• ASSIGNMENT
When you reach the line in the data below that contains "use xray_cpd::store::Store;", please start repeating lines exactly, and stop after the line that contains "#[tokio::main]", repeating nothing else.
++++++++++
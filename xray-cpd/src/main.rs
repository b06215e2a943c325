//! XRAY control plane daemon.
//!
//! Runs the per-host install/repair dispatch loop and serves the
//! `/health`, `/ready`, `/metrics` observability endpoints.

#![forbid(unsafe_code)]

use std::sync::Arc;
use std::time::Instant;

use clap::Parser;
use tracing_subscriber::{fmt, prelude::*, EnvFilter};

use xray_cp_common::config::Config;
use xray_cpd::http_api::{self, HttpState};
use xray_cpd::lock::LockStore;
use xray_cpd::log_sink::InstallLogSink;
use xray_cpd::processor;
use xray_cpd::queue::JobQueue;
use xray_cpd::store::Store;

#[derive(Parser)]
#[command(name = "xray-cpd")]
#[command(author, version, about = "XRAY control plane daemon")]
struct Cli {
    /// HTTP port for /health, /ready, /metrics.
    #[arg(long, default_value = "8090")]
    http_port: u16,

    /// Enable verbose (debug) logging, overriding RUST_LOG.
    #[arg(short, long)]
    verbose: bool,
}

#[tokio::main]
async fn main() -> anyhow::Result<()> {
    let cli = Cli::parse();

    let filter = if cli.verbose {
        EnvFilter::new("debug")
    } else {
        EnvFilter::try_from_default_env().unwrap_or_else(|_| EnvFilter::new("info"))
    };
    tracing_subscriber::registry().with(fmt::layer()).with(filter).init();

    let (config, warnings) = Config::from_env();
    for warning in &warnings {
        tracing::warn!(field = warning.field, "{}", warning.message);
    }

    http_api::register_metrics();

    let store = Arc::new(Store::new());
    let lock_store = Arc::new(LockStore::new());
    let log_sink = Arc::new(InstallLogSink::new(config.install_log_dir.clone()));

    let (queue, mut handoff_rx) = JobQueue::new(
        lock_store,
        log_sink,
        config.lock_ttl,
        config.cancel_flag_ttl,
        config.completed_retention,
        config.failed_retention,
        config.retention_records,
    );
    let queue = Arc::new(queue);

    let http_state = HttpState {
        queue: queue.clone(),
        version: env!("CARGO_PKG_VERSION"),
        started_at: Instant::now(),
        pid: std::process::id(),
    };
    let _http_handle = http_api::start_server(cli.http_port, http_state).await;

    tracing::info!("xray-cpd dispatch loop starting (dry_run={})", config.dry_run);

    while let Some(handoff) = handoff_rx.recv().await {
        let store = store.clone();
        let queue = queue.clone();
        let config = config.clone();
        http_api::job_started();
        tokio::spawn(async move {
            processor::process(handoff, &store, &queue, &config).await;
            http_api::job_finished();
        });
    }

    Ok(())
}
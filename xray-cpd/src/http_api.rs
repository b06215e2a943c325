//! HTTP API for metrics and health endpoints.
//!
//! Provides:
//! - `/metrics` - Prometheus metrics export
//! - `/health` - Basic daemon health check
//! - `/ready` - Readiness probe (no contended locks blocking every host)

use std::sync::Arc;
use std::time::Instant;

use axum::{
    extract::State,
    http::{header, StatusCode},
    response::IntoResponse,
    routing::get,
    Json, Router,
};
use prometheus::{Encoder, IntCounter, IntGauge, TextEncoder};
use serde_json::json;

use crate::queue::JobQueue;

lazy_static::lazy_static! {
    static ref JOBS_ENQUEUED_TOTAL: IntCounter = IntCounter::new(
        "xray_cp_jobs_enqueued_total",
        "Total number of install/repair jobs enqueued"
    )
    .unwrap();
    static ref JOBS_ACTIVE: IntGauge = IntGauge::new(
        "xray_cp_jobs_active",
        "Number of jobs currently being processed"
    )
    .unwrap();
}

/// Register this module's metrics with the default Prometheus registry.
/// Safe to call more than once; duplicate registration is ignored.
pub fn register_metrics() {
    let _ = prometheus::register(Box::new(JOBS_ENQUEUED_TOTAL.clone()));
    let _ = prometheus::register(Box::new(JOBS_ACTIVE.clone()));
}

pub fn record_job_enqueued() {
    JOBS_ENQUEUED_TOTAL.inc();
}

pub fn job_started() {
    JOBS_ACTIVE.inc();
}

pub fn job_finished() {
    JOBS_ACTIVE.dec();
}

fn encode_metrics() -> Result<Vec<u8>, prometheus::Error> {
    let metric_families = prometheus::gather();
    let encoder = TextEncoder::new();
    let mut buffer = Vec::new();
    encoder.encode(&metric_families, &mut buffer)?;
    Ok(buffer)
}

/// Shared state for HTTP handlers.
#[derive(Clone)]
pub struct HttpState {
    pub queue: Arc<JobQueue>,
    pub version: &'static str,
    pub started_at: Instant,
    pub pid: u32,
}

pub fn create_router(state: HttpState) -> Router {
    Router::new()
        .route("/metrics", get(metrics_handler))
        .route("/health", get(health_handler))
        .route("/ready", get(ready_handler))
        .with_state(Arc::new(state))
}

async fn metrics_handler() -> impl IntoResponse {
    match encode_metrics() {
        Ok(output) => (
            StatusCode::OK,
            [(header::CONTENT_TYPE, "text/plain; version=0.0.4")],
            output,
        )
            .into_response(),
        Err(e) => (
            StatusCode::INTERNAL_SERVER_ERROR,
            format!("Failed to encode metrics: {e}"),
        )
            .into_response(),
    }
}

/// `/health`: returns 200 OK if the daemon process is running at all.
async fn health_handler(State(state): State<Arc<HttpState>>) -> impl IntoResponse {
    let uptime_secs = state.started_at.elapsed().as_secs();

    Json(json!({
        "status": "healthy",
        "version": state.version,
        "pid": state.pid,
        "uptime_seconds": uptime_secs,
    }))
}

/// `/ready`: the daemon has no structural reason it cannot accept new jobs.
/// Unlike a worker-pool readiness probe, this control plane has no fixed
/// capacity to exhaust — it reports ready as soon as the dispatch loop is up.
async fn ready_handler(State(_state): State<Arc<HttpState>>) -> impl IntoResponse {
    (StatusCode::OK, Json(json!({ "status": "ready" })))
}

pub async fn start_server(
    port: u16,
    state: HttpState,
) -> tokio::task::JoinHandle<Result<(), std::io::Error>> {
    let router = create_router(state);
    let addr = std::net::SocketAddr::from(([0, 0, 0, 0], port));

    tracing::info!("Starting HTTP server for observability on port {}", port);

    tokio::spawn(async move {
        let listener = tokio::net::TcpListener::bind(addr).await?;
        axum::serve(listener, router).await
    })
}

#[cfg(test)]
mod tests {
    use super::*;
    use crate::lock::LockStore;
    use crate::log_sink::InstallLogSink;
    use axum::body::Body;
    use axum::http::Request;
    use std::time::Duration;
    use tower::ServiceExt;

    async fn make_test_state() -> HttpState {
        let lock_store = Arc::new(LockStore::new());
        let dir = tempfile::tempdir().unwrap();
        let log_sink = Arc::new(InstallLogSink::new(dir.path()));
        let (queue, _rx) = JobQueue::new(
            lock_store,
            log_sink,
            Duration::from_secs(900),
            Duration::from_secs(86400),
            Duration::from_secs(3600),
            Duration::from_secs(86400),
            500,
        );
        HttpState {
            queue: Arc::new(queue),
            version: "0.1.0-test",
            started_at: Instant::now(),
            pid: 12345,
        }
    }

    #[tokio::test]
    async fn health_endpoint_reports_version_and_pid() {
        let state = make_test_state().await;
        let router = create_router(state);

        let response = router
            .oneshot(Request::builder().uri("/health").body(Body::empty()).unwrap())
            .await
            .unwrap();

        assert_eq!(response.status(), StatusCode::OK);
        let body = axum::body::to_bytes(response.into_body(), usize::MAX).await.unwrap();
        let json: serde_json::Value = serde_json::from_slice(&body).unwrap();
        assert_eq!(json["status"], "healthy");
        assert_eq!(json["version"], "0.1.0-test");
        assert_eq!(json["pid"], 12345);
    }

    #[tokio::test]
    async fn ready_endpoint_reports_ready() {
        let state = make_test_state().await;
        let router = create_router(state);

        let response = router
            .oneshot(Request::builder().uri("/ready").body(Body::empty()).unwrap())
            .await
            .unwrap();

        assert_eq!(response.status(), StatusCode::OK);
        let body = axum::body::to_bytes(response.into_body(), usize::MAX).await.unwrap();
        let json: serde_json::Value = serde_json::from_slice(&body).unwrap();
        assert_eq!(json["status"], "ready");
    }

    #[tokio::test]
    async fn metrics_endpoint_returns_prometheus_text() {
        register_metrics();
        record_job_enqueued();

        let state = make_test_state().await;
        let router = create_router(state);

        let response = router
            .oneshot(Request::builder().uri("/metrics").body(Body::empty()).unwrap())
            .await
            .unwrap();

        assert_eq!(response.status(), StatusCode::OK);
        let body = axum::body::to_bytes(response.into_body(), usize::MAX).await.unwrap();
        let text = String::from_utf8(body.to_vec()).unwrap();
        assert!(text.contains("xray_cp_jobs_enqueued_total"));
    }
}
++++++++++
• ANSWER SECTION
use xray_cpd::store::Store;

#[derive(Parser)]
#[command(name = "xray-cpd")]
#[command(author, version, about = "XRAY control plane daemon")]
struct Cli {
    /// HTTP port for /health, /ready, /metrics.
    #[arg(long, default_value = "8090")]
    http_port: u16,

    /// Enable verbose (debug) logging, overriding RUST_LOG.
    #[arg(short, long)]
    verbose: bool,
}

#[tokio::main]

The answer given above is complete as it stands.